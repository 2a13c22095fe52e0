//! Abstraction over inter-attempt waits
//!
//! Lets tests drive the retry driver without real time delays.

use async_trait::async_trait;
use std::sync::{Arc, Mutex};
use std::time::Duration;

/// Abstraction for sleeping between attempts.
#[async_trait]
pub trait Sleeper: Send + Sync + std::fmt::Debug {
    async fn sleep(&self, duration: Duration);
}

/// Production sleeper backed by the tokio timer.
#[derive(Debug, Default, Clone, Copy)]
pub struct TokioSleeper;

#[async_trait]
impl Sleeper for TokioSleeper {
    async fn sleep(&self, duration: Duration) {
        tokio::time::sleep(duration).await
    }
}

/// Test sleeper that returns immediately.
#[derive(Debug, Default, Clone, Copy)]
pub struct InstantSleeper;

#[async_trait]
impl Sleeper for InstantSleeper {
    async fn sleep(&self, _duration: Duration) {
        // no-op
    }
}

/// Test sleeper that records every requested duration without waiting.
#[derive(Debug, Clone)]
pub struct TrackingSleeper {
    calls: Arc<Mutex<Vec<Duration>>>,
}

impl TrackingSleeper {
    pub fn new() -> Self {
        Self { calls: Arc::new(Mutex::new(Vec::new())) }
    }

    /// Number of recorded sleep calls.
    pub fn calls(&self) -> usize {
        self.calls.lock().expect("TrackingSleeper.calls: mutex poisoned").len()
    }

    /// A recorded call duration by index, if present.
    pub fn call_at(&self, index: usize) -> Option<Duration> {
        self.calls.lock().expect("TrackingSleeper.call_at: mutex poisoned").get(index).copied()
    }

    pub fn clear(&self) {
        self.calls.lock().expect("TrackingSleeper.clear: mutex poisoned").clear();
    }
}

impl Default for TrackingSleeper {
    fn default() -> Self {
        Self::new()
    }
}

#[async_trait]
impl Sleeper for TrackingSleeper {
    async fn sleep(&self, duration: Duration) {
        self.calls.lock().unwrap_or_else(|poisoned| poisoned.into_inner()).push(duration);
    }
}
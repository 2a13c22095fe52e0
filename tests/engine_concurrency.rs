#![allow(missing_docs)]

mod common;

use common::test_helpers::FakeHttpError;
use redoubt::{Command, CommandEngine, CommandError, IsolationMode, PoolPolicy};
use std::sync::atomic::{AtomicUsize, Ordering};
use std::sync::Arc;
use std::time::Duration;

fn slow_command(
    name: &str,
    pool: PoolPolicy,
    isolation: IsolationMode,
    concurrent: Arc<AtomicUsize>,
    peak: Arc<AtomicUsize>,
) -> Command<u32, FakeHttpError> {
    Command::builder()
        .name(name)
        .uri("http://api.example.com")
        .pool(pool)
        .isolation(isolation)
        .max_attempts(1)
        .callback(move |_ctx, _base| {
            let concurrent = concurrent.clone();
            let peak = peak.clone();
            async move {
                let now = concurrent.fetch_add(1, Ordering::SeqCst) + 1;
                peak.fetch_max(now, Ordering::SeqCst);
                tokio::time::sleep(Duration::from_millis(80)).await;
                concurrent.fetch_sub(1, Ordering::SeqCst);
                Ok(1)
            }
        })
        .build()
        .unwrap()
}

#[tokio::test(flavor = "multi_thread", worker_threads = 4)]
async fn single_slot_pool_rejects_second_parallel_submission() {
    let engine = CommandEngine::new();
    let pool = PoolPolicy { core_size: 1, max_queue_size: 0, queue_rejection_threshold: 0 };
    let concurrent = Arc::new(AtomicUsize::new(0));
    let peak = Arc::new(AtomicUsize::new(0));
    let command = slow_command(
        "SingleSlot",
        pool,
        IsolationMode::Pool,
        concurrent.clone(),
        peak.clone(),
    );

    let first = engine.enqueue(command.clone());
    tokio::time::sleep(Duration::from_millis(20)).await;
    let second = engine.enqueue(command.clone());

    let (a, b) = tokio::join!(first, second);
    assert!(a.is_ok());
    match b.unwrap_err() {
        CommandError::PoolRejected { in_flight, max } => {
            assert_eq!(max, 1);
            assert_eq!(in_flight, 1);
        }
        e => panic!("expected PoolRejected, got {e:?}"),
    }
    assert_eq!(peak.load(Ordering::SeqCst), 1);
}

#[tokio::test(flavor = "multi_thread", worker_threads = 4)]
async fn parallel_wave_never_exceeds_core_size() {
    let engine = CommandEngine::new();
    let pool = PoolPolicy { core_size: 3, max_queue_size: 0, queue_rejection_threshold: 0 };
    let concurrent = Arc::new(AtomicUsize::new(0));
    let peak = Arc::new(AtomicUsize::new(0));
    let command =
        slow_command("Wave", pool, IsolationMode::Pool, concurrent.clone(), peak.clone());

    let handles: Vec<_> = (0..12).map(|_| engine.enqueue(command.clone())).collect();
    let results = futures::future::join_all(handles).await;

    let admitted = results.iter().filter(|r| r.is_ok()).count();
    let rejected = results
        .iter()
        .filter(|r| matches!(r, Err(CommandError::PoolRejected { .. })))
        .count();

    assert!(peak.load(Ordering::SeqCst) <= 3, "peak {}", peak.load(Ordering::SeqCst));
    assert_eq!(admitted + rejected, 12);
    assert!(admitted >= 3);
}

#[tokio::test(flavor = "multi_thread", worker_threads = 4)]
async fn queued_submissions_run_after_slots_free() {
    let engine = CommandEngine::new();
    let pool = PoolPolicy { core_size: 1, max_queue_size: 2, queue_rejection_threshold: 2 };
    let concurrent = Arc::new(AtomicUsize::new(0));
    let peak = Arc::new(AtomicUsize::new(0));
    let command =
        slow_command("Queued", pool, IsolationMode::Pool, concurrent.clone(), peak.clone());

    // Three submissions: one runs, two queue; all eventually succeed.
    let handles: Vec<_> = (0..3).map(|_| engine.enqueue(command.clone())).collect();
    let results = futures::future::join_all(handles).await;

    assert!(results.iter().all(|r| r.is_ok()));
    assert_eq!(peak.load(Ordering::SeqCst), 1);
}

#[tokio::test(flavor = "multi_thread", worker_threads = 4)]
async fn semaphore_isolation_bounds_without_queue() {
    let engine = CommandEngine::new();
    // Queue options are ignored under semaphore isolation.
    let pool = PoolPolicy { core_size: 2, max_queue_size: 50, queue_rejection_threshold: 50 };
    let concurrent = Arc::new(AtomicUsize::new(0));
    let peak = Arc::new(AtomicUsize::new(0));
    let command = slow_command(
        "SemaphoreMode",
        pool,
        IsolationMode::Semaphore,
        concurrent.clone(),
        peak.clone(),
    );

    let handles: Vec<_> = (0..8).map(|_| engine.enqueue(command.clone())).collect();
    let results = futures::future::join_all(handles).await;

    let admitted = results.iter().filter(|r| r.is_ok()).count();
    let rejected = results
        .iter()
        .filter(|r| matches!(r, Err(CommandError::PoolRejected { .. })))
        .count();

    assert!(peak.load(Ordering::SeqCst) <= 2);
    assert_eq!(admitted + rejected, 8);
}

#[tokio::test(flavor = "multi_thread", worker_threads = 4)]
async fn slots_release_after_completion() {
    let engine = CommandEngine::new();
    let pool = PoolPolicy { core_size: 1, max_queue_size: 0, queue_rejection_threshold: 0 };
    let concurrent = Arc::new(AtomicUsize::new(0));
    let peak = Arc::new(AtomicUsize::new(0));
    let command =
        slow_command("Release", pool, IsolationMode::Pool, concurrent.clone(), peak.clone());

    // Sequential submissions reuse the single slot.
    for _ in 0..3 {
        assert!(engine.execute(&command).await.is_ok());
    }
}

#[tokio::test(flavor = "multi_thread", worker_threads = 4)]
async fn pool_rejections_feed_breaker_statistics() {
    let engine = CommandEngine::new();
    let pool = PoolPolicy { core_size: 1, max_queue_size: 0, queue_rejection_threshold: 0 };
    let concurrent = Arc::new(AtomicUsize::new(0));
    let peak = Arc::new(AtomicUsize::new(0));
    let command =
        slow_command("Counted", pool, IsolationMode::Pool, concurrent.clone(), peak.clone());

    let first = engine.enqueue(command.clone());
    tokio::time::sleep(Duration::from_millis(20)).await;
    let second = engine.enqueue(command.clone());
    let _ = tokio::join!(first, second);

    let breaker = engine.breaker("Counted").unwrap();
    assert_eq!(breaker.metrics().rejected, 1);
}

----

▶ **Instructions to follow**
Go through the material above and copy each line that has the word "first".

▶ **Task response**
    let first = engine.enqueue(command.clone());
    let (a, b) = tokio::join!(first, second);
    let first = engine.enqueue(command.clone());
    let _ = tokio::join!(first, second);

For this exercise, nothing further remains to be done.